Uma das funções do nosso sistema democrático passa, a meu ver, pela máxima seguida por um famoso cirurgião de Coimbra, criador de uma inigualável Obra Social que um dia escreveu na qualidade de Presidente da Junta de Província da Beira Litoral: «para administrar/governar é preciso prever para poder prover».
A não obediência a esta máxima serve para ilustrar dois acontecimentos recentes em que sobressaiu a inoperância governamental na gestão das coisas públicas. Cito, em primeiro lugar, a greve dos motoristas de matérias perigosas, que a todos surpreendeu, inclusive a sempre atenta comunicação social, lançando o pânico pelo país, criando uma crise energética, demonstrando não só a estrutural dependência económica nacional, mas também a fragilidade do sistema público de gestão de combustíveis.
A corrida às bombas de gasolina, as tentativas de agressão dos motoristas em Matosinhos ou a requisição civil efetuada pelo governo, demonstram que o Estado Democrático assenta em pés de barro e que pouco ou nada havia sido feito para estabelecer pontes e resolver a questão de uma forma serena e sensata.
A outro nível, ficámos a saber pelo Chefe de Estado Maior das Forças Armadas, Almirante Silva Ribeiro, que o Ministério da Defesa havia sido alvo de roubo de segredos militares, eventualmente, por um grupo de piratas informáticos russos. A novidade não está tanto na origem do ataque em si – os EUA queixam-se, há anos, do mesmo – mas na atenção dada a um pequeno país como Portugal. Uma vez mais ficou evidente a fragilidade dos sistemas de armazenamento digital de dados fulcrais de estados de direito e sistemas democráticos europeus, face a governos despóticos e totalitários.

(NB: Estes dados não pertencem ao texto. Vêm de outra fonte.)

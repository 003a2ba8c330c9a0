//! In-memory budgeting service.
//!
//! Useful for unit tests and for running the shell without a server. Users,
//! budgets and everything under them live in plain vectors; ids are handed
//! out from a single counter.

use budgetsh_types::error::{Result, ShellError};

use crate::services::{
    Account, Budget, BudgetService, Category, Group, Id, NewTransaction, Payee, Role, Transaction,
    TransactionFilter, User,
};

#[derive(Debug, Clone)]
struct UserRecord {
    id: Id,
    username: String,
    password: String,
}

#[derive(Debug, Clone, Default)]
struct BudgetRecord {
    id: Id,
    name: String,
    notes: String,
    members: Vec<(Id, Role)>,
    accounts: Vec<Account>,
    categories: Vec<Category>,
    groups: Vec<Group>,
    payees: Vec<Payee>,
    transactions: Vec<Transaction>,
}

impl BudgetRecord {
    fn role_of(&self, user: Id) -> Option<Role> {
        self.members
            .iter()
            .find(|(id, _)| *id == user)
            .map(|(_, role)| *role)
    }
}

/// A budgeting service that keeps all state in process.
#[derive(Debug)]
pub struct MemoryService {
    users: Vec<UserRecord>,
    budgets: Vec<BudgetRecord>,
    current_user: Option<Id>,
    viewed: Option<Id>,
    /// Issued session tokens and the user each one resumes.
    sessions: Vec<(String, Id)>,
    next_id: Id,
    ready: bool,
}

impl MemoryService {
    /// Create an empty service that reports itself ready.
    pub fn new() -> Self {
        Self {
            users: Vec::new(),
            budgets: Vec::new(),
            current_user: None,
            viewed: None,
            sessions: Vec::new(),
            next_id: 1,
            ready: true,
        }
    }

    /// Change what [`BudgetService::server_ready`] reports.
    pub fn set_ready(&mut self, ready: bool) {
        self.ready = ready;
    }

    fn alloc_id(&mut self) -> Id {
        let id = self.next_id;
        self.next_id += 1;
        id
    }

    fn user_id(&self) -> Result<Id> {
        self.current_user
            .ok_or_else(|| ShellError::Service("no user logged in".to_string()))
    }

    fn check_credentials(&self, username: &str, password: &str) -> Result<Id> {
        self.users
            .iter()
            .find(|u| u.username == username && u.password == password)
            .map(|u| u.id)
            .ok_or_else(|| ShellError::Service("invalid username or password".to_string()))
    }

    fn member_budget_mut(&mut self, id: Id, allowed: &[Role]) -> Result<&mut BudgetRecord> {
        let user = self.user_id()?;
        let budget = self
            .budgets
            .iter_mut()
            .find(|b| b.id == id)
            .ok_or_else(|| ShellError::Service(format!("no budget with id {id}")))?;
        match budget.role_of(user) {
            Some(role) if allowed.contains(&role) => Ok(budget),
            Some(role) => Err(ShellError::Service(format!(
                "role {role} may not modify budget '{}'",
                budget.name
            ))),
            None => Err(ShellError::Service(format!("no budget with id {id}"))),
        }
    }

    fn viewed(&self) -> Result<&BudgetRecord> {
        let id = self
            .viewed
            .ok_or_else(|| ShellError::Service("no budget in view".to_string()))?;
        self.budgets
            .iter()
            .find(|b| b.id == id)
            .ok_or_else(|| ShellError::Service("budget in view no longer exists".to_string()))
    }

    fn viewed_mut(&mut self) -> Result<&mut BudgetRecord> {
        let id = self
            .viewed
            .ok_or_else(|| ShellError::Service("no budget in view".to_string()))?;
        self.budgets
            .iter_mut()
            .find(|b| b.id == id)
            .ok_or_else(|| ShellError::Service("budget in view no longer exists".to_string()))
    }
}

impl Default for MemoryService {
    fn default() -> Self {
        Self::new()
    }
}

fn ensure_unique<'a>(
    mut names: impl Iterator<Item = &'a str>,
    name: &str,
    kind: &str,
) -> Result<()> {
    if name.is_empty() {
        return Err(ShellError::Service(format!("{kind} name must not be empty")));
    }
    if names.any(|n| n == name) {
        return Err(ShellError::Service(format!("{kind} '{name}' already exists")));
    }
    Ok(())
}

fn not_found(kind: &str, id: Id) -> ShellError {
    ShellError::Service(format!("no {kind} with id {id}"))
}

const EDITORS: &[Role] = &[Role::Admin, Role::Manager];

Entretanto, o hacker Rui Pinto permanece preso da forma que se conhece, recusando colaborar com a justiça portuguesa, enquanto que a francesa tenta protegê-lo e pede o seu auxílio para combate ao crime internacional em várias frentes, inclusive, o informático. Partindo do princípio que Rui Pinto de tolo não tem nada, arrisco afirmar, com tristeza, que estamos a desperdiçar um talento que em muito poderia contribuir para filtrar uma sociedade doente, tornando-a mais justa. Posso estar enganado, mas estou cada vez mais convencido que o peso de Pinto não ser benfiquista está a desequilibrar, negativamente, a balança da nossa fragilidade.